‘God's anger was shown so clearly that a star appeared in the heavens – the star astrologers call a comet: when it rises, they say, the earth is convulsed with hunger, with the swift succession of kings, with the movement of peoples, and the clashing of swords threatens it’. These are the words of a Frankish hagiographer writing probably in the early 680s. He (we can be almost certain that it was a ‘he’) was describing the interregnum of 675/6 which led to the death of his hero, Leudegar, bishop of Autun. The passage just quoted came from Isidore's Etymologies (3.71.16). For an author who rarely moves beyond the scriptural in his borrowings, it is remarkable to see him turning to Isidore in this way. The borrowing is testimony both to the rapid dissemination of Isidore's works across Western Europe and to their importance as tools for explaining human vicissitudes in a turbulent world.
Several of the chapters in this volume derive from a day workshop that was held at the Instituto Cervantes in Manchester in April 2013. The aim in putting together the volume was to combine these pieces with some specially-commissioned studies in order to create the first English-language collected volume on Isidore. Drawing on the strong scholarly tradition in the study of Isidore in France and Spain, as well as the increasing number of new editions of key Isidorian texts, the volume incorporates original contributions from established and early career scholars that provide a chronologically and geographically coherent overview of Isidore's impact across Western Europe in the early medieval period, from Spain, Ireland, England, Italy and Francia.

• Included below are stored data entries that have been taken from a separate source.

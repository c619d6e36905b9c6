//! Greedy word placement inside the free region of a mask.
//!
//! Words are taken in rank order. Each one gets a font size derived from the
//! previous word's, is rasterized into a footprint and walked along a spiral
//! until the footprint lands on cells that are free in the mask and not yet
//! taken. Words that do not fit shrink; words that never fit are dropped.

use rand::{Rng, SeedableRng};
use rand_chacha::ChaCha8Rng;

use crate::error::Error;
use crate::font::Typeface;
use crate::grid::BitGrid;
use crate::mask::Mask;
use crate::spiral::Spiral;
use crate::sprite::{rasterize_text, GlyphBitmap};
use crate::tokenizer::{RankedWord, RankedWordList};

// =============================================================================
// Configuration
// =============================================================================

#[derive(Debug, Clone)]
pub struct LayoutConfig {
    /// Size of the top-ranked word, in pixels.
    pub max_font_size: u32,
    /// Words that do not fit at this size are dropped.
    pub min_font_size: u32,
    /// Multiplier applied when a word does not fit; each step shrinks by at
    /// least one pixel.
    pub shrink_factor: f32,
    /// How strongly counts drive size: 0 keeps the previous size, 1 makes size
    /// proportional to count.
    pub relative_scaling: f32,
    /// Probability that a word tries the horizontal orientation first.
    pub prefer_horizontal: f32,
    /// Empty cells kept around each word's ink.
    pub margin: u32,
    /// Cap on spiral positions tried per word, size and orientation.
    pub max_attempts: Option<usize>,
    /// After the first word that cannot be placed at `min_font_size`, drop all
    /// remaining words without searching.
    pub stop_when_full: bool,
    pub seed: u64,
}

impl Default for LayoutConfig {
    fn default() -> Self {
        Self {
            max_font_size: 60,
            min_font_size: 4,
            shrink_factor: 0.9,
            relative_scaling: 0.5,
            prefer_horizontal: 0.9,
            margin: 2,
            max_attempts: None,
            stop_when_full: false,
            seed: 42,
        }
    }
}

impl LayoutConfig {
    pub fn validate(&self) -> Result<(), Error> {
        if self.min_font_size == 0 {
            return Err(Error::Input("min_font_size must be at least 1".into()));
        }
        if self.max_font_size < self.min_font_size {
            return Err(Error::Input(format!(
                "max_font_size ({}) is below min_font_size ({})",
                self.max_font_size, self.min_font_size
            )));
        }
        if !(self.shrink_factor > 0.0 && self.shrink_factor < 1.0) {
            return Err(Error::Input("shrink_factor must be in (0, 1)".into()));
        }
        if !(0.0..=1.0).contains(&self.relative_scaling) {
            return Err(Error::Input("relative_scaling must be in [0, 1]".into()));
        }
        if !(0.0..=1.0).contains(&self.prefer_horizontal) {
            return Err(Error::Input("prefer_horizontal must be in [0, 1]".into()));
        }
        if self.max_attempts == Some(0) {
            return Err(Error::Input("max_attempts must be positive".into()));
        }
        Ok(())
    }

    /// Starting size for a word given the previously placed one. Never larger
    /// than the previous size or `ceiling`, never below the floor.
    fn candidate_size(&self, count: u32, previous: Option<(u32, u32)>, ceiling: u32) -> u32 {
        let Some((prev_count, prev_size)) = previous else {
            return self.max_font_size.min(ceiling).max(self.min_font_size);
        };
        let rs = self.relative_scaling;
        let ratio = count as f32 / prev_count.max(1) as f32;
        let size = ((rs * ratio + (1.0 - rs)) * prev_size as f32).round() as u32;
        size.clamp(self.min_font_size, prev_size.max(self.min_font_size))
    }

    fn shrink(&self, size: u32) -> u32 {
        let next = (size as f32 * self.shrink_factor).round() as u32;
        next.min(size.saturating_sub(1)).max(self.min_font_size)
    }
}

// =============================================================================
// Placed Words
// =============================================================================

#[derive(Debug, Clone, Copy, PartialEq, Eq, Hash)]
pub enum Rotation {
    Horizontal,
    /// A quarter turn counter-clockwise.
    Vertical,
}

impl Rotation {
    pub fn degrees(self) -> f32 {
        match self {
            Rotation::Horizontal => 0.0,
            Rotation::Vertical => 90.0,
        }
    }
}

/// Cells covered by a placed word, including its margin.
#[derive(Debug, Clone, PartialEq, Eq, Hash)]
pub struct Footprint {
    x: u32,
    y: u32,
    cells: BitGrid,
}

impl Footprint {
    /// Left edge of the footprint's bounding box.
    pub fn x(&self) -> u32 {
        self.x
    }

    /// Top edge of the footprint's bounding box.
    pub fn y(&self) -> u32 {
        self.y
    }

    pub fn width(&self) -> u32 {
        self.cells.width()
    }

    pub fn height(&self) -> u32 {
        self.cells.height()
    }

    /// Covered cells in canvas coordinates.
    pub fn cells(&self) -> impl Iterator<Item = (u32, u32)> + '_ {
        self.cells
            .ones()
            .map(move |(x, y)| (self.x + x, self.y + y))
    }

    pub fn contains(&self, x: u32, y: u32) -> bool {
        x >= self.x && y >= self.y && self.cells.get(x - self.x, y - self.y)
    }

    pub fn len(&self) -> usize {
        self.cells.count_ones()
    }

    pub fn is_empty(&self) -> bool {
        self.len() == 0
    }

    pub fn overlaps(&self, other: &Footprint) -> bool {
        let disjoint = self.x + self.width() <= other.x
            || other.x + other.width() <= self.x
            || self.y + self.height() <= other.y
            || other.y + other.height() <= self.y;
        !disjoint && self.cells().any(|(x, y)| other.contains(x, y))
    }
}

/// A word committed to the canvas.
#[derive(Debug, Clone, PartialEq)]
pub struct PlacedWord {
    pub text: String,
    pub count: u32,
    /// Position in the ranked list the word came from.
    pub rank: usize,
    pub font_size: u32,
    /// Top-left corner of the word's ink.
    pub x: u32,
    pub y: u32,
    pub rotation: Rotation,
    pub footprint: Footprint,
    /// Start of the text baseline in canvas coordinates.
    pub baseline: (f32, f32),
}

impl PlacedWord {
    /// Re-rasterizes the word exactly as it was measured during layout.
    pub(crate) fn glyph(&self, typeface: &Typeface) -> Option<GlyphBitmap> {
        let glyph = rasterize_text(&self.text, self.font_size as f32, typeface.font())?;
        Some(match self.rotation {
            Rotation::Horizontal => glyph,
            Rotation::Vertical => glyph.rotated(),
        })
    }
}

// =============================================================================
// Occupancy
// =============================================================================

/// Cells that can no longer take ink: blocked by the mask or already covered
/// by a placed word. Owned by a single layout run.
#[derive(Debug, Clone)]
pub struct OccupancyGrid {
    mask: BitGrid,
    taken: BitGrid,
}

impl OccupancyGrid {
    pub fn new(mask: &Mask) -> Self {
        Self {
            mask: mask.blocked().clone(),
            taken: mask.blocked().clone(),
        }
    }

    /// True if a free cell of the mask has been covered by a word.
    pub fn is_covered(&self, x: u32, y: u32) -> bool {
        self.taken.get(x, y) && !self.mask.get(x, y)
    }

    /// Number of free cells covered so far.
    pub fn covered_cells(&self) -> usize {
        self.taken.ones().filter(|(x, y)| !self.mask.get(*x, *y)).count()
    }

    fn fits(&self, sprite: &BitGrid, x: i32, y: i32) -> bool {
        !self.taken.collides(sprite, x, y)
    }

    fn occupy(&mut self, sprite: &BitGrid, x: i32, y: i32) {
        self.taken.stamp(sprite, x, y);
    }
}

// =============================================================================
// Layout
// =============================================================================

/// Places `words` in rank order inside the free region of `mask`.
///
/// The result is fully determined by the inputs: each word draws its random
/// choices from a ChaCha stream keyed by `config.seed` and the word's rank.
/// Words that cannot be placed are left out; only an unusable mask or an
/// invalid configuration is an error.
pub fn layout(
    words: &RankedWordList,
    mask: &Mask,
    typeface: &Typeface,
    config: &LayoutConfig,
) -> Result<Vec<PlacedWord>, Error> {
    config.validate()?;

    if mask.free_cells() == 0 {
        return Err(Error::InvalidMask("mask has no free pixels".into()));
    }
    if mask.width() < config.min_font_size || mask.height() < config.min_font_size {
        return Err(Error::InvalidMask(format!(
            "mask is {}x{}, smaller than the minimum font size {}",
            mask.width(),
            mask.height(),
            config.min_font_size
        )));
    }

    // larger sizes cannot fit the free region in either orientation
    let bounds = mask.free_bounds();
    let ceiling = bounds.width.max(bounds.height);

    let mut grid = OccupancyGrid::new(mask);
    let placer = Placer {
        typeface,
        config,
        mask,
    };

    let mut placed: Vec<PlacedWord> = Vec::with_capacity(words.len());
    let mut previous = None;
    let mut dropped = 0usize;
    let mut saturated = false;

    for (rank, word) in words.iter().enumerate() {
        if saturated {
            dropped += 1;
            continue;
        }

        let size = config.candidate_size(word.count, previous, ceiling);
        match placer.place(word, rank, size, &mut grid) {
            Some(placement) => {
                previous = Some((word.count, placement.font_size));
                placed.push(placement);
            }
            None => {
                log::debug!(
                    "dropped '{}' (rank {rank}): no room even at {}px",
                    word.text,
                    config.min_font_size
                );
                dropped += 1;
                if config.stop_when_full {
                    saturated = true;
                }
            }
        }
    }

    log::debug!(
        "layout placed {} of {} words ({dropped} dropped), {} of {} free cells covered",
        placed.len(),
        words.len(),
        grid.covered_cells(),
        mask.free_cells()
    );

    Ok(placed)
}

struct Placer<'a> {
    typeface: &'a Typeface,
    config: &'a LayoutConfig,
    mask: &'a Mask,
}

impl Placer<'_> {
    fn place(
        &self,
        word: &RankedWord,
        rank: usize,
        start_size: u32,
        grid: &mut OccupancyGrid,
    ) -> Option<PlacedWord> {
        let mut rng = ChaCha8Rng::seed_from_u64(self.config.seed);
        rng.set_stream(rank as u64);

        let horizontal_first = rng.random::<f32>() < self.config.prefer_horizontal;
        let orientations: &[Rotation] = if self.config.prefer_horizontal >= 1.0 {
            &[Rotation::Horizontal]
        } else if horizontal_first {
            &[Rotation::Horizontal, Rotation::Vertical]
        } else {
            &[Rotation::Vertical, Rotation::Horizontal]
        };

        let dt = if rng.random_bool(0.5) { 1 } else { -1 };
        let bounds = self.mask.free_bounds();
        let (cx, cy) = bounds.center();
        let jitter_x = (bounds.width / 8) as i32;
        let jitter_y = (bounds.height / 8) as i32;
        let start = (
            cx + rng.random_range(-jitter_x..=jitter_x),
            cy + rng.random_range(-jitter_y..=jitter_y),
        );

        let margin = self.config.margin;
        let mut size = start_size;
        loop {
            for &rotation in orientations {
                let Some(glyph) = rasterize_text(&word.text, size as f32, self.typeface.font())
                else {
                    continue;
                };
                let glyph = match rotation {
                    Rotation::Horizontal => glyph,
                    Rotation::Vertical => glyph.rotated(),
                };
                let sprite = glyph.footprint(margin);

                if let Some((x, y)) = self.search(grid, &sprite, start, dt) {
                    grid.occupy(&sprite, x, y);
                    let (fx, fy) = (x as u32, y as u32);
                    return Some(PlacedWord {
                        text: word.text.clone(),
                        count: word.count,
                        rank,
                        font_size: size,
                        x: fx + margin,
                        y: fy + margin,
                        rotation,
                        baseline: (
                            (fx + margin) as f32 + glyph.origin.0,
                            (fy + margin) as f32 + glyph.origin.1,
                        ),
                        footprint: Footprint {
                            x: fx,
                            y: fy,
                            cells: sprite,
                        },
                    });
                }
            }

            if size <= self.config.min_font_size {
                return None;
            }
            size = self.config.shrink(size);
        }
    }

    /// First spiral position, centred on `start`, where the sprite fits.
    fn search(
        &self,
        grid: &OccupancyGrid,
        sprite: &BitGrid,
        start: (i32, i32),
        dt: i32,
    ) -> Option<(i32, i32)> {
        let bounds = self.mask.free_bounds();
        if sprite.width() > bounds.width || sprite.height() > bounds.height {
            return None;
        }

        let half_w = sprite.width() as i32 / 2;
        let half_h = sprite.height() as i32 / 2;
        let spiral = Spiral::new(self.mask.width(), self.mask.height(), dt);
        let limit = self.config.max_attempts.unwrap_or(usize::MAX);

        spiral
            .take(limit)
            .map(|(dx, dy)| (start.0 + dx - half_w, start.1 + dy - half_h))
            // footprints touch all four sides of their box, so a fit is on-canvas
            .find(|&(x, y)| x >= 0 && y >= 0 && grid.fits(sprite, x, y))
    }
}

The debt Western European learning of the Early Middle Ages owed to Isidore as a transmitter and translator of the classical tradition is more or less a given in narratives of intellectual history. A collection of essays that clarifies, highlights nuances and further explains his contribution is therefore most welcome. It is particularly useful to juxtapose the Iberian context of Isidore's work with its reception in other cultures: the collection demonstrates, as the editors put it, ‘that there was not one Isidorian legacy but many’. And as Christopher Heath's chapter suggests, we can identify that legacy in works which do not actually quote him.